THE BATTLE FOR CHRISTENDOM

The Council of Constance and the Dawn of Modern Europe

by Frank Welsh

Pub Date: Sept. 1st, 2008
ISBN: 978-1-59020-123-7
Publisher: Overlook

A well-intended but not entirely successful overview of one of Europe’s most turbulent eras, defined by religious schism and the advent of an Islamic enemy.

Historian Welsh (Australia: A New History of the Great Southern Land, 2006, etc.) faces an immediate challenge in attempting to distill a century and a half of late-medieval events into his short study. The device by which he does so is the Council of Constance, convened in 1414, which over the next four years hammered out an agreement on papal succession—no small thing in a time when, owing to schisms and previous councils, three popes were competing to be declared the bishop of Rome. At the same time, the council moved against the Bohemian reformer Jan Hus, burned at the stake at the council’s pleasure in 1415. That act led to decades of civil war and the rise of Protestantism, which was far from its intended effect. In the end, another of the council’s long-debated decisions changed the rules by which popes were elected, with another unintended consequence: “Given the split between the parties it was impossible for an English, German or French pope to be elected, and an Italian was almost the inevitable choice.” Italian popes would rule henceforth, while at the fringes of Europe the Ottoman Empire revealed its expansionist nature, bringing on another great crisis in Christianity.
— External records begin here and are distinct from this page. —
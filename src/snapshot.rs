//! Serializable view of a controller for renderers and front ends.

use std::collections::BTreeMap;

use serde::Serialize;

use crate::controller::{FormState, MultiStepFormController};
use crate::store::FieldMap;

/// Everything a renderer needs to draw the current step.
#[derive(Debug, Clone, PartialEq, Serialize)]
#[serde(rename_all = "camelCase")]
pub struct FormSnapshot {
    pub state: FormState,
    pub current_step: usize,
    pub total_steps: usize,
    pub is_first_step: bool,
    pub is_last_step: bool,
    pub progress_percent: u8,
    pub is_submitting: bool,
    /// Id of the current step.
    pub step_id: String,
    pub step_title: String,
    /// Fields of the current step whose display condition holds.
    pub visible_fields: Vec<String>,
    pub data: FieldMap,
    pub field_errors: BTreeMap<String, String>,
    #[serde(skip_serializing_if = "Option::is_none")]
    pub submit_error: Option<String>,
}

impl From<&MultiStepFormController> for FormSnapshot {
    fn from(c: &MultiStepFormController) -> Self {
        let navigator = c.navigator();
        let step = c.current_definition();
        let visible_fields = step
            .map(|s| {
                s.fields
                    .iter()
                    .filter(|f| f.is_visible(c.record()))
                    .map(|f| f.name.clone())
                    .collect()
            })
            .unwrap_or_default();
        Self {
            state: c.state(),
            current_step: navigator.current_step(),
            total_steps: navigator.total_steps(),
            is_first_step: navigator.is_first_step(),
            is_last_step: navigator.is_last_step(),
            progress_percent: navigator.progress_percent(),
            is_submitting: c.is_submitting(),
            step_id: step.map(|s| s.id.clone()).unwrap_or_default(),
            step_title: step.map(|s| s.title.clone()).unwrap_or_default(),
            visible_fields,
            data: c.record().clone(),
            field_errors: c.field_errors().clone(),
            submit_error: c.submit_error().map(str::to_string),
        }
    }
}

impl MultiStepFormController {
    pub fn snapshot(&self) -> FormSnapshot {
        FormSnapshot::from(self)
    }
}
//! The persisted envelope.
//!
//! ```json
//! {
//!   "data": { "company_info": { "company_name": "Acme" }, "$unassigned": {} },
//!   "currentStep": 1,
//!   "timestamp": 1760572800000
//! }
//! ```
//!
//! `data` is written step-partitioned. Reading also accepts the flat legacy
//! shape, where `data` maps field names straight to values.

use serde::{Deserialize, Serialize};
use serde_json::Value;

use crate::form::StepRegistry;
use crate::store::{FieldMap, FormDataStore, StepPartitionedRecord, UNASSIGNED_PARTITION};

#[derive(Debug, Clone, PartialEq, Serialize, Deserialize)]
#[serde(rename_all = "camelCase")]
pub struct PersistedEnvelope {
    #[serde(default)]
    pub data: FieldMap,
    /// Kept signed so a corrupt negative value is clamped, not rejected.
    #[serde(default)]
    pub current_step: i64,
    /// Epoch milliseconds of the write.
    #[serde(default)]
    pub timestamp: i64,
}

impl PersistedEnvelope {
    /// Snapshot `store` in the canonical step-partitioned shape.
    pub fn capture(
        registry: &StepRegistry,
        store: &FormDataStore,
        current_step: usize,
        timestamp: i64,
    ) -> Self {
        let data = store
            .partition(registry)
            .into_iter()
            .map(|(step, fields)| (step, Value::Object(fields)))
            .collect();
        Self {
            data,
            current_step: i64::try_from(current_step).unwrap_or(i64::MAX),
            timestamp,
        }
    }

    /// `true` when `data` is step-partitioned: every value is an object and at
    /// least one key names a registered step or the unassigned partition.
    pub fn is_partitioned(&self, registry: &StepRegistry) -> bool {
        !self.data.is_empty()
            && self.data.values().all(Value::is_object)
            && self
                .data
                .keys()
                .any(|k| k == UNASSIGNED_PARTITION || registry.contains_step(k))
    }

    /// The flat record this envelope describes.
    pub fn restore(&self, registry: &StepRegistry) -> FieldMap {
        if !self.is_partitioned(registry) {
            return self.data.clone();
        }
        let partitioned: StepPartitionedRecord = self
            .data
            .iter()
            .filter_map(|(key, value)| value.as_object().map(|m| (key.clone(), m.clone())))
            .collect();
        FormDataStore::flatten(registry, &partitioned)
    }
}
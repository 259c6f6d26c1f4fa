//! Form definitions: fields, steps, and the ordered step registry.
//!
//! Everything in this module is static configuration. It is checked once, at
//! construction time, and any inconsistency is reported as a [`ConfigError`]
//! before a controller or renderer is ever built on top of it.

pub mod builtin;
pub mod field;
pub mod registry;
pub mod step;

pub use field::{
    ChoiceField, ConditionOperator, DisplayCondition, FieldArrayDef, FieldDefinition, FieldKind,
    FieldType, GroupDef, NumberConstraints, SelectOption, TextConstraints,
};
pub use registry::StepRegistry;
pub use step::StepDefinition;

/// Developer errors in a form definition.
///
/// These are fatal: a registry that produces one of them is never handed to
/// a controller. They surface to the binary as `AppError::Configuration`.
#[derive(Debug, thiserror::Error)]
pub enum ConfigError {
    #[error("a form must declare at least one step")]
    EmptyRegistry,

    #[error("invalid step id '{id}': only letters, digits, '_' and '-' are allowed")]
    InvalidStepId { id: String },

    #[error("duplicate step id '{id}'")]
    DuplicateStepId { id: String },

    #[error("step '{step}' declares a field with an empty name")]
    EmptyFieldName { step: String },

    #[error("'{scope}' declares field '{field}' more than once")]
    DuplicateField { scope: String, field: String },

    #[error("field '{field}' must declare at least one option")]
    MissingOptions { field: String },

    #[error("field '{field}' declares option '{value}' more than once")]
    DuplicateOption { field: String, value: String },

    #[error("field array '{field}' must declare its item fields")]
    MissingItemSchema { field: String },

    #[error("field '{field}' has inconsistent bounds: {detail}")]
    InvalidBounds { field: String, detail: String },

    #[error("field '{field}' has an invalid pattern: {message}")]
    InvalidPattern { field: String, message: String },

    #[error("field '{field}' has a condition on unknown field '{references}'")]
    UnknownConditionField { field: String, references: String },

    #[error("no renderer registered for field type '{field_type}'")]
    MissingRenderer { field_type: FieldType },

    #[error("cannot parse definition: {0}")]
    Parse(String),

    #[error("invalid setting: {0}")]
    Invalid(String),
}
Its upshot was that the Latin pope had a chance to reconcile the Eastern and Western churches but failed to come to the aid of Byzantium, which fell to the Muslim armies and marked “the decline of the Roman papacy as an international power.”

Welsh does not always pick up the many threads of this complex narrative, but he does a good job of showing how the religious and political rivalries of old anticipated later crises in world history.